_EXERCISE PROMPT_
Check each line of the data for "PhotosBlock", then give the number of lines that have it, without any other words.
* * * * *
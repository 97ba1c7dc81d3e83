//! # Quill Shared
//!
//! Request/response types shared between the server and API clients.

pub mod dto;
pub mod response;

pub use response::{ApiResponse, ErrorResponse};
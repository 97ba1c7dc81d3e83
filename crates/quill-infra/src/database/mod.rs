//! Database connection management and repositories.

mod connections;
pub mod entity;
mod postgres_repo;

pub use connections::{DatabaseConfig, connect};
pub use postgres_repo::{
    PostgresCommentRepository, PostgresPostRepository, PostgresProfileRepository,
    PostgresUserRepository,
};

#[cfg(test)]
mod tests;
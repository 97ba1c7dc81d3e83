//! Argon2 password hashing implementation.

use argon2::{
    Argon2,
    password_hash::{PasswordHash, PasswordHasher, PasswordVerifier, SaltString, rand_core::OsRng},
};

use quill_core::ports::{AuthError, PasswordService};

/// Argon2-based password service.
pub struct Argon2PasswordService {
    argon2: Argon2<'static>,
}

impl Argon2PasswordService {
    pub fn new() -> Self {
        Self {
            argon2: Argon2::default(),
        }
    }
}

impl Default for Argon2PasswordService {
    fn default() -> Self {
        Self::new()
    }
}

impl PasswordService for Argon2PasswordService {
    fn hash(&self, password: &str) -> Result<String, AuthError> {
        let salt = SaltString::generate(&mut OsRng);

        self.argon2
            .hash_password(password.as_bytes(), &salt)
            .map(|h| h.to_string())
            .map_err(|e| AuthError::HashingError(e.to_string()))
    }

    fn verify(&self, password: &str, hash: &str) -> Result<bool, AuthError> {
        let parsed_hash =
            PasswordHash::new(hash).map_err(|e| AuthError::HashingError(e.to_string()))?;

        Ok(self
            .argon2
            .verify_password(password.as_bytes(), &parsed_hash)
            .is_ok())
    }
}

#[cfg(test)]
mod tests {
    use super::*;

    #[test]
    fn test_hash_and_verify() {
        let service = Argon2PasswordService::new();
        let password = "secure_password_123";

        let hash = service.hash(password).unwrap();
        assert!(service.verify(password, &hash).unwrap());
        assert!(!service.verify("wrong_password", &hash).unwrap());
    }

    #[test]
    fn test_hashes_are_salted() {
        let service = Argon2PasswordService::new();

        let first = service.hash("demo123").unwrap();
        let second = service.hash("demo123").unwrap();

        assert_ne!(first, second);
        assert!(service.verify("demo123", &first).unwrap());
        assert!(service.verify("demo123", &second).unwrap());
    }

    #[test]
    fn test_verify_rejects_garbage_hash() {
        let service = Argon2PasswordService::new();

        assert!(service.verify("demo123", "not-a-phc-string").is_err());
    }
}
* * * * *
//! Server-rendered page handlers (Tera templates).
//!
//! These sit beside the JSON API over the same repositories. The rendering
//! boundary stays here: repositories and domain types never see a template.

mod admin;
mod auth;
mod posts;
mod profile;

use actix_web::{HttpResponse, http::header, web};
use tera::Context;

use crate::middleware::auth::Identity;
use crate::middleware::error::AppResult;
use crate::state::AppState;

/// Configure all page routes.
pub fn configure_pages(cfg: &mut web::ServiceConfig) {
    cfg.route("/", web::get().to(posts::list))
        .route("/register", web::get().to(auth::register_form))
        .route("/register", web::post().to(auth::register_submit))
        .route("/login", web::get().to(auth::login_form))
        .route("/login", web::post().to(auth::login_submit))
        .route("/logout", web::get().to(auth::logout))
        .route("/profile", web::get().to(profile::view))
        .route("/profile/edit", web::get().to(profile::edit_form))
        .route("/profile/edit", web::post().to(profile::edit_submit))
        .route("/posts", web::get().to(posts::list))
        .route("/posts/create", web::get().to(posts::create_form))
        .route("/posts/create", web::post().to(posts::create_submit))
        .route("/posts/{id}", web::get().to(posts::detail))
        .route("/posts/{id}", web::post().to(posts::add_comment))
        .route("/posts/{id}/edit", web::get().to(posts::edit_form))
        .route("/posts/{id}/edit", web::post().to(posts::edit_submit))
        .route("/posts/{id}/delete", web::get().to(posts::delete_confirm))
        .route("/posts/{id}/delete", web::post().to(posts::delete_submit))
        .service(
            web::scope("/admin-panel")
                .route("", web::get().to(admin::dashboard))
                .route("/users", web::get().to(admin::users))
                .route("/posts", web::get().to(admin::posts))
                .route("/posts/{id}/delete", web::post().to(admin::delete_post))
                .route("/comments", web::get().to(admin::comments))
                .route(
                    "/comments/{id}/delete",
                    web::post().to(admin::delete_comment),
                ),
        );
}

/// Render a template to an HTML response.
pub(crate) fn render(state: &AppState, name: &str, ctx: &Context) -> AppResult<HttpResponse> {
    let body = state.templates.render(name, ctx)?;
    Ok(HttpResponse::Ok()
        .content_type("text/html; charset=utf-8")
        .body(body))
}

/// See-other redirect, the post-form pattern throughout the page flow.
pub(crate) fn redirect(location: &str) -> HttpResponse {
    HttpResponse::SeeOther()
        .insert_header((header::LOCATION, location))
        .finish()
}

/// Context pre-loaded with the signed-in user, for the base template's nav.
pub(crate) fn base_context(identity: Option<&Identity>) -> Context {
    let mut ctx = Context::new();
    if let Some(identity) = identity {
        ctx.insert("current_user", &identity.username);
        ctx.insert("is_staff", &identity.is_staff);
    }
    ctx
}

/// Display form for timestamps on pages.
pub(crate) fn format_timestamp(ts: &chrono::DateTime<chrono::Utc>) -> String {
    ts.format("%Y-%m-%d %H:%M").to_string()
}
* * * * *
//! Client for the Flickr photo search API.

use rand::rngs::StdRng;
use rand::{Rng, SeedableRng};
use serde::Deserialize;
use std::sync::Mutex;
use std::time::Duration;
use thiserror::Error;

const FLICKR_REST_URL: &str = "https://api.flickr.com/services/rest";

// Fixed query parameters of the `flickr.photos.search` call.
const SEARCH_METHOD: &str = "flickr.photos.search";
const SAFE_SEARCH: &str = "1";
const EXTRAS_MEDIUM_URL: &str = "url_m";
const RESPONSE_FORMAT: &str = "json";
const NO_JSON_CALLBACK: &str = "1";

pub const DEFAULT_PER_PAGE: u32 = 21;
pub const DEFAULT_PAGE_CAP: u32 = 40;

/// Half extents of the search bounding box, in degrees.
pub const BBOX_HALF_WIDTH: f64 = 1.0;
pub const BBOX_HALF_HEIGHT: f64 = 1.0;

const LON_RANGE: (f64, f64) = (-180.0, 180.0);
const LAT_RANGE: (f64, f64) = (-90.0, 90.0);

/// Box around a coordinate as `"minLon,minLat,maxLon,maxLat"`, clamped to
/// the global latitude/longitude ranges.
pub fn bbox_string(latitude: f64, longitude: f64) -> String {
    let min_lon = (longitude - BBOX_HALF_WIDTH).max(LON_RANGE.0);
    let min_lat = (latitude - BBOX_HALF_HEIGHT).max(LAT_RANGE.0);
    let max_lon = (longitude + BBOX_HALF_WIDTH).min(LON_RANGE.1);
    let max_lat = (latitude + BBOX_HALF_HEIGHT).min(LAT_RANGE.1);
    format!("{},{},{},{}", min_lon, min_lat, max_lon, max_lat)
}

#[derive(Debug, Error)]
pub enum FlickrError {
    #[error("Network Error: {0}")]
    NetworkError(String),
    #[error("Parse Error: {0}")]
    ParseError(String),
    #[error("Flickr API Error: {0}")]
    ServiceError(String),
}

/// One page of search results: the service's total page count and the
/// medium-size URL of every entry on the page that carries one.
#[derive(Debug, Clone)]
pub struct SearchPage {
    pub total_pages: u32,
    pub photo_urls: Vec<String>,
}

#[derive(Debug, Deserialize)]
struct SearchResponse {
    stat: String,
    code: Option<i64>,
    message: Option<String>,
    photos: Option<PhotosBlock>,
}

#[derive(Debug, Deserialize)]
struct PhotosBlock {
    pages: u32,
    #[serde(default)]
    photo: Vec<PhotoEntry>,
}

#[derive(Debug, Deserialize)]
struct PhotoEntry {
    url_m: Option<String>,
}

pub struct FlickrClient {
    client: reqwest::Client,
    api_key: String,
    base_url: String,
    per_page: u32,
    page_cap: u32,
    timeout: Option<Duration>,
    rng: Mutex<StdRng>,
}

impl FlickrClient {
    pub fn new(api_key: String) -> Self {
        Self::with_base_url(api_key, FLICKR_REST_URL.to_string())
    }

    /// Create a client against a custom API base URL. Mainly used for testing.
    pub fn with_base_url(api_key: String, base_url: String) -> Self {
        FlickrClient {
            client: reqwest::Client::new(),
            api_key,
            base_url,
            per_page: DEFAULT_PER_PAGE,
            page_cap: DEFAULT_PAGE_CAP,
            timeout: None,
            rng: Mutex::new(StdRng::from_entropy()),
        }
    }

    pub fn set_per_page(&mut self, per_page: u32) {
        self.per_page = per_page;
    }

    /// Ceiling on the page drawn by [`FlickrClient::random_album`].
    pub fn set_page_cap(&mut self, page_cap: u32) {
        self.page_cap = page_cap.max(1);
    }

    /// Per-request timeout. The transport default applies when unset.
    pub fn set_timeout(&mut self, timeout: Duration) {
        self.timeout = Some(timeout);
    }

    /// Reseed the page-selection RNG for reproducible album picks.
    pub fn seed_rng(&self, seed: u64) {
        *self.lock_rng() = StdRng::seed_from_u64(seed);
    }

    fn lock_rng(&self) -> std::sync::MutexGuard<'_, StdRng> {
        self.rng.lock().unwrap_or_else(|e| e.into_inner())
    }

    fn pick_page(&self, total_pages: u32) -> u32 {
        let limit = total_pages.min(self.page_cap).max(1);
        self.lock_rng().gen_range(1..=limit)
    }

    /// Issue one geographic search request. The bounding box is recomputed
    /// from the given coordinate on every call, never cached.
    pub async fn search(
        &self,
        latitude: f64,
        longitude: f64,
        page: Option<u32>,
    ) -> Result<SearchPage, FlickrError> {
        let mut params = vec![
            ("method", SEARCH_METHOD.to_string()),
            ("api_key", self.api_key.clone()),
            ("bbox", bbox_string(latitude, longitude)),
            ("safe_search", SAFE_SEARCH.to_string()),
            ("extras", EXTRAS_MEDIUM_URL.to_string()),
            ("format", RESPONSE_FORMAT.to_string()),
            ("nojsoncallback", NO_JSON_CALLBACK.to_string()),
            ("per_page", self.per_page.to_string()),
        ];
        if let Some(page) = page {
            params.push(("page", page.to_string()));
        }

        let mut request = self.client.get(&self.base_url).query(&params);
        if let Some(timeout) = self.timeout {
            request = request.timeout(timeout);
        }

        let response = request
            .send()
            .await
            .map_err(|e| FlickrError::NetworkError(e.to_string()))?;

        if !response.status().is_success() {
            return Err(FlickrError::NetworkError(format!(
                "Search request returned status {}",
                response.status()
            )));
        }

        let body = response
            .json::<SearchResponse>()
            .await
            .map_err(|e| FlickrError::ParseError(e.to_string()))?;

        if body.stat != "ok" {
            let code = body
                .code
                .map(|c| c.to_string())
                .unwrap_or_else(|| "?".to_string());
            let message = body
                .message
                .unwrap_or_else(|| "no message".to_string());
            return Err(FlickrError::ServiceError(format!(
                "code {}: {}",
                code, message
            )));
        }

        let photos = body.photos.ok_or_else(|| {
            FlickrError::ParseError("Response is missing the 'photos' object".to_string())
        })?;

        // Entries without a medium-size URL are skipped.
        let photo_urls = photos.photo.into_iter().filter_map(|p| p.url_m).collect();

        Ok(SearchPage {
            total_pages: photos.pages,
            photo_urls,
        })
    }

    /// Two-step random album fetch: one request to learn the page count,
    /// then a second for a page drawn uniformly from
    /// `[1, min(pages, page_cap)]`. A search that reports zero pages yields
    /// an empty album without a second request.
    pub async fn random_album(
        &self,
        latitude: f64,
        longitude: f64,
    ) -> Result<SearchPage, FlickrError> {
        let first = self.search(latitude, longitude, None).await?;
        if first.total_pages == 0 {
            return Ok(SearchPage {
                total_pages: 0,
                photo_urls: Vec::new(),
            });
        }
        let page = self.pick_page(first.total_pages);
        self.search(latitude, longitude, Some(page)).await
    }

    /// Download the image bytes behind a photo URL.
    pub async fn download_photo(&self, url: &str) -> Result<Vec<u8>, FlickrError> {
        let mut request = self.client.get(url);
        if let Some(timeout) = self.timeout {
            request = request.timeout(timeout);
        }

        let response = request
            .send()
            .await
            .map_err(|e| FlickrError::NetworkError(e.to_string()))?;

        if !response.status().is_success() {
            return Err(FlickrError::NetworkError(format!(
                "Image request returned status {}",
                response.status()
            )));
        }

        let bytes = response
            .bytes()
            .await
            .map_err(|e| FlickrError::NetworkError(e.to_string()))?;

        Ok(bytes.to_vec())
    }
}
* * * * *
_YOUR RESPONSE_
2